In order to determine if a self-managed installation or Denomas.com namespace is paid, we use the tier/plan type, not the presence of ARR. Those on a paid tier (ex: Premium, Ultimate, etc) are considered to be paid. This means that namespaces or installations belonging to an OSS or EDU program, internal project, or other subscription that has a paid tier but does not contribute ARR are considered to be “paid”.
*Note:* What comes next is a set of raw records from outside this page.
//! The queue binding: fire-and-forget message delivery to a backing broker.

use crate::error::Result;

/// A producer-only message queue.
pub trait Queue: Send + Sync {
    /// Sends one message body.
    ///
    /// # Errors
    /// Returns a runtime error if the backing broker rejects the send.
    fn send(&self, body: &[u8]) -> Result<()>;

    /// Sends several message bodies as one batch.
    ///
    /// # Errors
    /// Returns a runtime error if the backing broker rejects the batch.
    fn send_batch(&self, bodies: &[Vec<u8>]) -> Result<()>;
}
Specifics on determining tier/plan type
  • Paid Self-Managed installations: To identify paid self-managed installations we use ping_product_tier in the data models, which is derived from edition in the Service Ping payload. Paid installations are those on paid tiers (which is not determined using ARR) (ping_product_tier != 'Core')
  • Paid Denomas.com namespaces: To identify paid namespaces, we use the plan type associated with the last event available during the measurement period. This is similar to the self-managed methodology in that we do not look at the plan type during the period, but rather the plan at time of reporting. (plan_was_paid_at_event_date = TRUE)

Generating Paid Denomas.com xMAU

Replicating Service Ping metrics

We need to be able to do two things in order to replicate Service Ping metrics:

  1. Replicate the Service Ping metric using a different data source (i.e., Denomas.com Postgres replica, Snowplow)
  2. Attribute the event/action to a project or namespace (and therefore paid plan)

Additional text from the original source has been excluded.